I wrote my first play, Fuck You or Dead Pee-holes, an American Tale in Thirteen Acts, with a couple of friends from acting school. We put it up at the now defunct Present Company Theatorium in November of 2000. After our show closed, I worked the box office on and off until fate (and the rent being too damn high, and zoning) shut that space down in 2003. My heart broke a little every time I walked past that empty theater, and I’ll never forgive the apartment building that stands in its place. Unless, of course, they put a theater in the basement.

My partners and I took that same show to my first New York International Fringe Festival in 2001. Our venue was the chop shop next door to the Theatorium. It didn’t even have four walls. The staff put up a sheet of plastic to close off the space. Even with such a challenging venue, our show won an Excellence Award in Over-All Production. We thought we had been set up to fail, but the Off-Off Broadway community doesn’t work that way. We are used to dirty basements and all manner of less than ideal situations, so we can see the theatre beyond the theater. We can see beyond the dollar.

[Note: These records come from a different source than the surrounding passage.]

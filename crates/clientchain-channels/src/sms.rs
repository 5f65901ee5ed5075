//! Twilio SMS channel.
//!
//! Uses the Twilio Messages REST API with HTTP basic auth.
//! Requires: Account SID + Auth Token + a provisioned From number.

use async_trait::async_trait;
use clientchain_core::config::TwilioConfig;
use clientchain_core::error::{ClientChainError, Result};
use clientchain_core::traits::SmsSender;

/// SMS adapter backed by the Twilio Messages API.
pub struct TwilioSms {
    config: TwilioConfig,
    client: reqwest::Client,
}

impl TwilioSms {
    pub fn new(config: TwilioConfig) -> Self {
        Self {
            config,
            client: reqwest::Client::new(),
        }
    }
}

#[async_trait]
impl SmsSender for TwilioSms {
    fn name(&self) -> &str {
        "twilio"
    }

    async fn send_sms(&self, to: &str, body: &str) -> Result<()> {
        if !self.config.is_configured() {
            return Err(ClientChainError::Config(
                "Twilio account_sid/auth_token/from_number not configured".into(),
            ));
        }

        let url = format!(
            "https://api.twilio.com/2010-04-01/Accounts/{}/Messages.json",
            self.config.account_sid
        );
        let params = [
            ("To", to),
            ("From", self.config.from_number.as_str()),
            ("Body", body),
        ];

        let response = self
            .client
            .post(&url)
            .basic_auth(&self.config.account_sid, Some(&self.config.auth_token))
            .form(&params)
            .timeout(std::time::Duration::from_secs(10))
            .send()
            .await
            .map_err(|e| ClientChainError::Channel(format!("Twilio request failed: {e}")))?;

        if !response.status().is_success() {
            let status = response.status();
            let error_text = response.text().await.unwrap_or_default();
            return Err(ClientChainError::Channel(format!(
                "Twilio API error {status}: {error_text}"
            )));
        }

        tracing::debug!("📱 Twilio SMS sent → {}", to);
        Ok(())
    }
}
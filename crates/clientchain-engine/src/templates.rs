//! Built-in workflow templates.
//!
//! Presets an operator can apply as-is instead of hand-assembling triggers
//! and actions. Applying one creates a regular, editable definition.

use clientchain_core::error::{ClientChainError, Result};
use serde::Serialize;

use crate::actions::Action;
use crate::definitions::{Trigger, WorkflowDefinition};
use crate::store::AutomationDb;

#[derive(Debug, Clone, Serialize)]
pub struct WorkflowTemplate {
    pub key: &'static str,
    pub name: &'static str,
    pub description: &'static str,
    pub triggers: Vec<Trigger>,
    pub actions: Vec<Action>,
}

/// The built-in preset catalog.
pub fn template_catalog() -> Vec<WorkflowTemplate> {
    vec![
        WorkflowTemplate {
            key: "treatment_completed_referral_prompt",
            name: "Referral prompt after treatment",
            description: "Tag-a-friend prompt at the desk, then a referral SMS two days later",
            triggers: vec![Trigger::BookingCompleted],
            actions: vec![
                Action::RecordPrompt { kind: "friend_tag".into() },
                Action::Wait { seconds: 2 * 24 * 3600 },
                Action::SendSms {
                    message: "Hi {name}! Loved your visit? Share your referral link with a friend and you both get credits."
                        .into(),
                },
            ],
        },
        WorkflowTemplate {
            key: "friend_books_notify_referrer",
            name: "Notify referrer when their friend books",
            description: "Thank the referrer by SMS and grant 50 credits",
            triggers: vec![Trigger::BookingCompleted],
            actions: vec![Action::NotifyReferrer {
                message: "{name}, your friend just booked — 50 credits are on your account!".into(),
                credit_amount: 50,
            }],
        },
        WorkflowTemplate {
            key: "no_referral_30_days",
            name: "Re-engage after 30 quiet days",
            description: "Nudge subjects who have not referred anyone in a month",
            triggers: vec![Trigger::NoReferralSince { days: 30 }],
            actions: vec![Action::SendSms {
                message: "Hi {name}, you have {credits} credits waiting. Refer a friend to earn more!"
                    .into(),
            }],
        },
        WorkflowTemplate {
            key: "high_lead_score_followup",
            name: "High lead score follow-up",
            description: "Open a staff task and send a personal email to hot leads",
            triggers: vec![Trigger::LeadScoreAbove { threshold: 80 }],
            actions: vec![
                Action::CreateTask { title: "Call high-intent lead".into() },
                Action::SendEmail {
                    subject: "A little something for you".into(),
                    body: "Hi {name}, we noticed you've been looking around — here's priority booking."
                        .into(),
                },
            ],
        },
        WorkflowTemplate {
            key: "abandoned_booking_recovery",
            name: "Abandoned booking recovery",
            description: "Wait an hour, then nudge with a small credit incentive",
            triggers: vec![Trigger::BookingAbandoned { within_hours: 24 }],
            actions: vec![
                Action::Wait { seconds: 3600 },
                Action::AddCredits { amount: 25 },
                Action::SendSms {
                    message: "{name}, your booking is still open — we added 25 credits to sweeten it."
                        .into(),
                },
            ],
        },
    ]
}

/// Create a definition from a template key.
pub fn apply_template(db: &AutomationDb, key: &str) -> Result<WorkflowDefinition> {
    let template = template_catalog()
        .into_iter()
        .find(|t| t.key == key)
        .ok_or_else(|| ClientChainError::NotFound(format!("template {key}")))?;
    db.create_workflow(template.name, template.triggers, template.actions)
}
//! # ClientChain Channels
//!
//! Concrete implementations of the outbound notification contracts:
//! - `TwilioSms` — SMS via the Twilio Messages API
//! - `SendGridEmail` — plain-text email via the SendGrid v3 API
//! - `RecordingChannel` — in-memory stub that records every send; used by
//!   the engine's tests and as a dry-run channel when no gateway is
//!   configured.
//!
//! No retry logic lives here. A failed send surfaces as
//! `ClientChainError::Channel` and the caller decides what that means.

pub mod email;
pub mod recording;
pub mod sms;

pub use email::SendGridEmail;
pub use recording::{RecordedMessage, RecordingChannel};
pub use sms::TwilioSms;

The Kraine picked us up for a five-week run after Fringe was over. Week two of that run was September 11th. The following week, as soon as people were allowed below Houston, there was a meeting of downtown theater artists at that very same chop shop next to the Present Company Theatorium, and the agenda of that meeting was to make sure everyone was still alive. My friends and artistic partners had a separate meeting to decide whether or not theatre was even valuable thing to do in a post-9/11 world. Ultimately, we decided that, of course, it was. We just had to be gentler.

After that, my life was a mess of open mics whose venues all subsequently shut down. RIP to Surf Reality in 2003, Collective: Unconscious in 2008, and The Bowery Poetry Club, which became Duane Park in 2012. And of course there was my regular haunt Mo Pitkin’s, where I performed as a member of the house sketch team for Radical Vaudeville, which closed in 2007. After I left my open mic in 2008, I took my play Radio Star to Edinburgh, then Horse Trade picked it up for a run at The Red Room (RIP in 2013). Boy, do I love Erez Ziv, though he’s basically an enabler who needs to be stopped. From then on, Horse Trade presented whatever crazy work I put out. And even though a car accident put a bit of an unexpected hiatus on my career, I’m sure I’ll be scurrying across one of his stages before long.

This statement reads like an obituary to Off-Off-Broadway venues that have passed on, but it is actually a testament to the idea that our community is not defined by our spaces, but by our passion and by our work. It is defined by the people and by the art. Even though we’ve lost so many of our performance spaces over the years, we are still here. And new artists and audience members join us every day. We will always be here.

                                       _______________________________________________________

TANYA O’DEBRA is a Brooklyn-based, Boston-born writer/performer/funny lady. One half of the ECNY Award-nominated comic sister duo, The O'Debra Twins, Ms. O’Debra has spread mirth and filth all over NYC. Their annual O’Debbie Awards garnered a Best of New York Award from The Village Voice. Her play Fuck You won The Excellence Award in Overall Production at Fringe NYC. Published by Original Works, her play Radio Star has been produced all over the world, receiving numerous awards and accolades. Winner of the Miss Fag Hag Pageant, other theater credits include Patrice O’Debra in Straight Up Vampire (Joe’s Pub), The Evil Queen in Snow White (The New Acting Company) and Amanda McCloud in The Ultimate Stimulus (Dixon Place). Her play, Shut UP, Emily Dickinson, was presented at the Orlando ad Cincinnati Fringe Festivals. She currently cohosts Hawaiian Nights, a comedy interview show on Radio Free Brooklyn. 


1 comment:

  1. I first met Tanya in Cincinnati before a performance of 'Emily Dickinson'. She is talented, funny, charming, and gracious. As I sit here at my desk job surfing the internet, I admire her dedication, tenacity, and success. May she bring smiles, shock, and satisfaction to the public for decades to come.